In an interview with the ACLU of Michigan following the governor’s tightly-managed press conference, Wurfel did the best she could to absolve her boss of any responsibility for the disastrous decision to begin using the Flint River as the city’s source of drinking water in April 2014.
Asked about the governor’s role in that decision, Wurfel claimed that there was really no choice to be made, that the city of Detroit kicked Flint off of its system, thus forcing the switch to river water.
We’re not the only one she’s trying to spin. Wurfel made a similar claim in a statement to the Flint Journal this week.
According to the paper, Wurfel asserted that the city was forced to find another source of water after the Detroit Water and Sewerage Department terminated Flint’s contract to continue purchasing water under the terms of its expired contract.
Maybe the Snyder administration is operating under the theory that a lie repeated often enough is eventually accepted as fact.
But here’s the truth:
Flint did have a choice. It absolutely could have kept using Detroit water until construction of the Karegondi pipeline, which will bring water from Lake Huron to Genesee County, is completed next year.
Instead, in a decision based purely on cost, the Flint emergency manager appointed by Snyder chose to leave the Detroit system early and begin relying on the Flint River in April 2014.
How do we know that?
Because of a letter the ACLU of Michigan obtained through the Freedom of Information Act.
On March 7, 2014, then-Emergency Darnell Earley wrote to the DWSD, saying:
“Thank you for the correspondence … which provides Flint with the option of continuing to purchase water from DWSD following the termination of the current contract …”Thanks, but no thanks.
“… the City of Flint has actively pursued using the Flint River as a temporary water source while the KWA pipeline is being constructed,” wrote Earley. “We expect the Flint Water Treatment Plant will be fully operational and capable of treating Flint River water…”
As it turns out, the city, under the control of an emergency manager appointed by the governor, proved to be entirely incapable of properly treating water from the highly corrosive Flint River.
As a result of that failure, children were poisoned by lead in the water coming out of the taps in their homes and, quite possibly, the fountains in their schools.
Lead that was present because the river water is many times more corrosive than Detroit’s.
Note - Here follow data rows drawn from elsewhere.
pub(super) fn install(rules: &mut Rules<String>) {
    rules.insert(
        "escape",
        Rule::new(order::ESCAPE)
            .with_match(inline_regex(ESCAPE_R.clone()))
            .with_parse(|capture, _, _| Ok(Parsed::Node(Node::text(capture.text(1))))),
    );

    rules.insert(
        "autolink",
        Rule::new(order::AUTOLINK)
            .with_match(inline_regex(AUTOLINK_R.clone()))
            .with_parse(|capture, _, _| {
                Ok(Parsed::Node(Node::Link {
                    content: vec![Node::text(capture.text(1))],
                    target: Some(capture.text(1).to_owned()),
                    title: None,
                    reference: None,
                }))
            }),
    );

    rules.insert(
        "mailto",
        Rule::new(order::MAILTO)
            .with_match(inline_regex(MAILTO_R.clone()))
            .with_parse(|capture, _, _| {
                let address = capture.text(1);
                let target = if address.to_ascii_lowercase().contains("mailto:") {
                    address.to_owned()
                } else {
                    format!("mailto:{address}")
                };
                Ok(Parsed::Node(Node::Link {
                    content: vec![Node::text(address)],
                    target: Some(target),
                    title: None,
                    reference: None,
                }))
            }),
    );

    rules.insert(
        "url",
        Rule::new(order::URL)
            .with_match(inline_regex(URL_R.clone()))
            .with_parse(|capture, _, _| {
                Ok(Parsed::Node(Node::Link {
                    content: vec![Node::text(capture.text(1))],
                    target: Some(capture.text(1).to_owned()),
                    title: None,
                    reference: None,
                }))
            }),
    );

    rules.insert(
        "link",
        Rule::new(order::LINK)
            .with_match(inline_custom(match_link))
            .with_parse(|capture, parser, state| {
                Ok(Parsed::Node(Node::Link {
                    content: parser.parse(capture.text(1), state)?,
                    target: Some(unescape_url(capture.text(2))),
                    title: capture.group(3).map(str::to_owned),
                    reference: None,
                }))
            })
            .with_html(|node, render: &dyn crate::output::Render<String>, state| match node {
                Node::Link {
                    content,
                    target,
                    title,
                    ..
                } => Ok(html_tag(
                    "a",
                    &render.nodes(content, state)?,
                    &[
                        ("href", sanitize_url(target.as_deref())),
                        ("title", title.clone()),
                    ],
                    true,
                )),
                _ => Ok(String::new()),
            }),
    );

    rules.insert(
        "image",
        Rule::new(order::IMAGE)
            .with_match(inline_custom(match_image))
            .with_parse(|capture, _, _| {
                Ok(Parsed::Node(Node::Image {
                    alt: capture.text(1).to_owned(),
                    target: Some(unescape_url(capture.text(2))),
                    title: capture.group(3).map(str::to_owned),
                    reference: None,
                }))
            })
            .with_html(|node, _, _| match node {
                Node::Image {
                    alt, target, title, ..
                } => Ok(html_tag(
                    "img",
                    "",
                    &[
                        ("src", sanitize_url(target.as_deref())),
                        ("alt", Some(alt.clone())),
                        ("title", title.clone()),
                    ],
                    false,
                )),
                _ => Ok(String::new()),
            }),
    );

    rules.insert(
        "reflink",
        Rule::new(order::REFLINK)
            .with_match(inline_custom(match_reflink))
            .with_parse(|capture, parser, state| {
                let content = parser.parse(capture.text(1), state)?;
                let node = Node::Link {
                    content,
                    target: None,
                    title: None,
                    reference: None,
                };
                Ok(Parsed::Node(parse_ref(capture, state, node)))
            }),
    );

    rules.insert(
        "refimage",
        Rule::new(order::REFIMAGE)
            .with_match(inline_custom(match_refimage))
            .with_parse(|capture, _, state| {
                let node = Node::Image {
                    alt: capture.text(1).to_owned(),
                    target: None,
                    title: None,
                    reference: None,
                };
                Ok(Parsed::Node(parse_ref(capture, state, node)))
            }),
    );

    // em, strong and u share an order; precedence falls out of the quality
    // functions, where longer captures win and the fixed biases break ties
    rules.insert(
        "em",
        Rule::new(order::EMPHASIS)
            .with_match(inline_custom(match_em))
            .with_quality(|capture, _, _| capture.full().chars().count() as f64 + 0.2)
            .with_parse(|capture, parser, state| {
                let body = if capture.text(2).is_empty() {
                    capture.text(1)
                } else {
                    capture.text(2)
                };
                Ok(Parsed::Node(Node::Em {
                    content: parser.parse(body, state)?,
                }))
            })
            .with_html(|node, render: &dyn crate::output::Render<String>, state| match node {
                Node::Em { content } => {
                    Ok(html_tag("em", &render.nodes(content, state)?, &[], true))
                }
                _ => Ok(String::new()),
            }),
    );

    rules.insert(
        "strong",
        Rule::new(order::EMPHASIS)
            .with_match(inline_custom(match_strong))
            .with_quality(|capture, _, _| capture.full().chars().count() as f64 + 0.1)
            .with_parse(|capture, parser, state| {
                Ok(Parsed::Node(Node::Strong {
                    content: parse_capture_inline(capture, parser, state)?,
                }))
            })
            .with_html(|node, render: &dyn crate::output::Render<String>, state| match node {
                Node::Strong { content } => {
                    Ok(html_tag("strong", &render.nodes(content, state)?, &[], true))
                }
                _ => Ok(String::new()),
            }),
    );

    rules.insert(
        "u",
        Rule::new(order::EMPHASIS)
            .with_match(inline_custom(match_u))
            .with_quality(|capture, _, _| capture.full().chars().count() as f64)
            .with_parse(|capture, parser, state| {
                Ok(Parsed::Node(Node::U {
                    content: parse_capture_inline(capture, parser, state)?,
                }))
            })
            .with_html(|node, render: &dyn crate::output::Render<String>, state| match node {
                Node::U { content } => Ok(html_tag("u", &render.nodes(content, state)?, &[], true)),
                _ => Ok(String::new()),
            }),
    );

    rules.insert(
        "del",
        Rule::new(order::DEL)
            .with_match(inline_custom(match_del))
            .with_parse(|capture, parser, state| {
                Ok(Parsed::Node(Node::Del {
                    content: parse_capture_inline(capture, parser, state)?,
                }))
            })
            .with_html(|node, render: &dyn crate::output::Render<String>, state| match node {
                Node::Del { content } => {
                    Ok(html_tag("del", &render.nodes(content, state)?, &[], true))
                }
                _ => Ok(String::new()),
            }),
    );

    rules.insert(
        "inlineCode",
        Rule::new(order::INLINE_CODE)
            .with_match(inline_custom(match_inline_code))
            .with_parse(|capture, _, _| {
                Ok(Parsed::Node(Node::InlineCode {
                    content: trim_code_padding(capture.text(2)),
                }))
            })
            .with_html(|node, _, _| match node {
                Node::InlineCode { content } => {
                    Ok(html_tag("code", &sanitize_text(content), &[], true))
                }
                _ => Ok(String::new()),
            }),
    );

    rules.insert(
        "br",
        Rule::new(order::BR)
            .with_match(any_scope_regex(BR_R.clone()))
            .with_parse(ignore_capture(Node::Br))
            .with_html(|_, _, _| Ok(html_tag("br", "", &[], false))),
    );

    rules.insert(
        "text",
        Rule::new(order::TEXT)
            .with_match(any_scope_custom(match_text))
            .with_parse(|capture, _, _| Ok(Parsed::Node(Node::text(capture.full()))))
            .with_html(|node, _, _| match node {
                Node::Text { content } => Ok(sanitize_text(content)),
                _ => Ok(String::new()),
            }),
    );
}
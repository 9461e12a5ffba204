use crate::capture::Capture;
use std::any::Any;
use std::collections::HashMap;
use std::fmt;
use std::sync::Arc;

/// A reference definition collected by the `def` rule, keyed by its
/// canonical reference key.
#[derive(Debug, Clone, PartialEq, Eq)]
pub struct RefDef {
    pub target: String,
    pub title: Option<String>,
}

/// Mutable record threaded through every nested parse and output call of a
/// single invocation.
///
/// Scope fields (`inline`, `in_table`, `in_list`, `key`) are mutated in
/// place as parsing descends; every site that flips one must restore the
/// previous value before returning. A state instance must never be shared
/// between concurrent invocations.
#[derive(Clone, Default)]
pub struct State {
    /// Current scope; inline rules match only when true, block rules only
    /// when false.
    pub inline: bool,
    /// Suppresses the automatic `"\n\n"` suffix of top-level block parses.
    pub disable_auto_block_newlines: bool,
    /// True while parsing table rows; enables the `tableSeparator` rule.
    pub in_table: bool,
    /// True inside a list item body; re-enables the `list` rule under
    /// inline scope.
    pub in_list: bool,
    /// The most recent successful capture, for limited lookbehind.
    pub prev_capture: Option<Capture>,
    /// Reference definitions accumulated so far.
    pub defs: HashMap<String, RefDef>,
    /// Stable sibling index for tree outputs that need identity.
    pub key: String,
    /// Client fields, passed through untouched.
    pub extra: HashMap<String, Arc<dyn Any + Send + Sync>>,
}

impl State {
    /// A fresh state in block scope.
    pub fn block() -> Self {
        State::default()
    }

    /// A fresh state in inline scope.
    pub fn inline() -> Self {
        State {
            inline: true,
            ..State::default()
        }
    }
}

impl fmt::Debug for State {
    fn fmt(&self, f: &mut fmt::Formatter<'_>) -> fmt::Result {
        f.debug_struct("State")
            .field("inline", &self.inline)
            .field("disable_auto_block_newlines", &self.disable_auto_block_newlines)
            .field("in_table", &self.in_table)
            .field("in_list", &self.in_list)
            .field("prev_capture", &self.prev_capture)
            .field("defs", &self.defs)
            .field("key", &self.key)
            .field("extra_keys", &self.extra.keys().collect::<Vec<_>>())
            .finish()
    }
}

#[cfg(test)]
mod tests {
    use super::*;

    #[test]
    fn test_scope_constructors() {
        assert!(!State::block().inline);
        assert!(State::inline().inline);
    }

    #[test]
    fn test_extra_fields_pass_through_clone() {
        let mut state = State::block();
        state
            .extra
            .insert("theme".to_string(), Arc::new("dark".to_string()));
        let copy = state.clone();
        let theme = copy.extra["theme"].downcast_ref::<String>().unwrap();
        assert_eq!(theme, "dark");
    }
}
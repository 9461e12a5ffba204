use crate::state::RefDef;
use serde::{Deserialize, Serialize};
use std::collections::HashMap;

/// Column alignment of a table cell.
#[derive(Debug, Clone, Copy, PartialEq, Eq, Serialize, Deserialize)]
pub enum Align {
    Left,
    Center,
    Right,
}

impl Align {
    pub fn as_str(&self) -> &'static str {
        match self {
            Align::Left => "left",
            Align::Center => "center",
            Align::Right => "right",
        }
    }
}

/// Payload of a node produced by a user-defined rule: a tag plus a string
/// data map and child nodes. When a rule's parse function leaves `kind`
/// empty, the dispatcher fills it with the rule name.
#[derive(Debug, Clone, Default, PartialEq, Serialize, Deserialize)]
pub struct CustomNode {
    pub kind: String,
    pub data: HashMap<String, String>,
    pub children: Vec<Node>,
}

/// A parsed AST node.
///
/// The variant is the rule-name tag: [`Node::kind`] returns it as the string
/// the rule table is keyed by, which is how the output dispatcher finds the
/// matching output function. Nodes are plain values; reference links and
/// images are created without a target and patched after the parse
/// completes.
#[derive(Debug, Clone, PartialEq, Serialize, Deserialize)]
pub enum Node {
    Text {
        content: String,
    },
    Heading {
        level: usize,
        content: Vec<Node>,
    },
    Hr,
    CodeBlock {
        lang: Option<String>,
        content: String,
    },
    BlockQuote {
        content: Vec<Node>,
    },
    List {
        ordered: bool,
        start: Option<u32>,
        items: Vec<Vec<Node>>,
    },
    Def {
        def: String,
        target: String,
        title: Option<String>,
    },
    Table {
        header: Vec<Vec<Node>>,
        align: Vec<Option<Align>>,
        cells: Vec<Vec<Vec<Node>>>,
    },
    /// Transient cell divider produced only while parsing table rows; never
    /// rendered.
    TableSeparator,
    Newline,
    Paragraph {
        content: Vec<Node>,
    },
    Link {
        content: Vec<Node>,
        target: Option<String>,
        title: Option<String>,
        /// Canonical key of the reference this link was written with, when
        /// it came from a `[text][ref]` form.
        reference: Option<String>,
    },
    Image {
        alt: String,
        target: Option<String>,
        title: Option<String>,
        reference: Option<String>,
    },
    Em {
        content: Vec<Node>,
    },
    Strong {
        content: Vec<Node>,
    },
    U {
        content: Vec<Node>,
    },
    Del {
        content: Vec<Node>,
    },
    InlineCode {
        content: String,
    },
    Br,
    Custom(CustomNode),
}

impl Node {
    /// Convenience constructor for the most common node.
    pub fn text(content: impl Into<String>) -> Node {
        Node::Text {
            content: content.into(),
        }
    }

    /// The rule-name tag of this node.
    pub fn kind(&self) -> &str {
        match self {
            Node::Text { .. } => "text",
            Node::Heading { .. } => "heading",
            Node::Hr => "hr",
            Node::CodeBlock { .. } => "codeBlock",
            Node::BlockQuote { .. } => "blockQuote",
            Node::List { .. } => "list",
            Node::Def { .. } => "def",
            Node::Table { .. } => "table",
            Node::TableSeparator => "tableSeparator",
            Node::Newline => "newline",
            Node::Paragraph { .. } => "paragraph",
            Node::Link { .. } => "link",
            Node::Image { .. } => "image",
            Node::Em { .. } => "em",
            Node::Strong { .. } => "strong",
            Node::U { .. } => "u",
            Node::Del { .. } => "del",
            Node::InlineCode { .. } => "inlineCode",
            Node::Br => "br",
            Node::Custom(custom) => &custom.kind,
        }
    }
}

/// Fills `target` and `title` on reference links and images from the
/// collected definitions. Runs once over the finished tree at the end of
/// each top-level parse, so definitions apply to references on either side
/// of them; the last definition of a key wins for every reference.
pub(crate) fn patch_references(nodes: &mut [Node], defs: &HashMap<String, RefDef>) {
    for node in nodes.iter_mut() {
        match node {
            Node::Link {
                content,
                target,
                title,
                reference,
            } => {
                if let Some(def) = reference.as_ref().and_then(|key| defs.get(key)) {
                    *target = Some(def.target.clone());
                    *title = def.title.clone();
                }
                patch_references(content, defs);
            }
            Node::Image {
                target,
                title,
                reference,
                ..
            } => {
                if let Some(def) = reference.as_ref().and_then(|key| defs.get(key)) {
                    *target = Some(def.target.clone());
                    *title = def.title.clone();
                }
            }
            Node::Heading { content, .. }
            | Node::Paragraph { content }
            | Node::BlockQuote { content }
            | Node::Em { content }
            | Node::Strong { content }
            | Node::U { content }
            | Node::Del { content } => patch_references(content, defs),
            Node::List { items, .. } => {
                for item in items {
                    patch_references(item, defs);
                }
            }
            Node::Table { header, cells, .. } => {
                for cell in header.iter_mut() {
                    patch_references(cell, defs);
                }
                for row in cells.iter_mut() {
                    for cell in row.iter_mut() {
                        patch_references(cell, defs);
                    }
                }
            }
            Node::Custom(custom) => patch_references(&mut custom.children, defs),
            _ => {}
        }
    }
}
Lead that was present because Flint officials and the Michigan Department of Environmental Quality inexplicably stopped adding the same types of corrosion inhibitors Detroit routinely puts in its water just so a public-health disaster such as this does not occur.
As calls for a thorough, independent investigation of this debacle increase, the denials of responsibility by the key players are becoming farcical as they stumble over themselves in an attempt to avoid blame.
Particularly absurd are Earley’s claims that he bears no responsibility for the catastrophe that began while he wielded complete control over every aspect of the city’s government. As the Flint Journal’s Ron Fonger reports, Earley recently sent the paper an email claiming:
“The decision to separate from (the Detroit Water and Sewerage Department) and go with the Karegnondi Water Authority, including the decision to pump Flint River water in the interim, were both a part of a long-term plan that was approved by Flint’s mayor, and confirmed by a City Council vote of 7-1 in March of 2013 — a full seven months before I began my term as emergency manager.”
Under the state’s far-reaching emergency manager law, Earley clearly had the authority to do whatever he wanted at that point. So his attempts to shield himself from responsibility are beyond bogus.
But it is even worse than that.
As the Flint Journal’s Fonger points out:, “Although the Flint City Council voted in March 2013 in support of moving to the KWA pipeline … there is no record that the council voted to use the Flint River as a short-term drinking water source.”
Being the current emergency manager in charge of Detroit Public Schools and its 47,000 students, it is easy to see why all this might be a particularly touchy subject for Earley – and the governor who appointed him to both positions.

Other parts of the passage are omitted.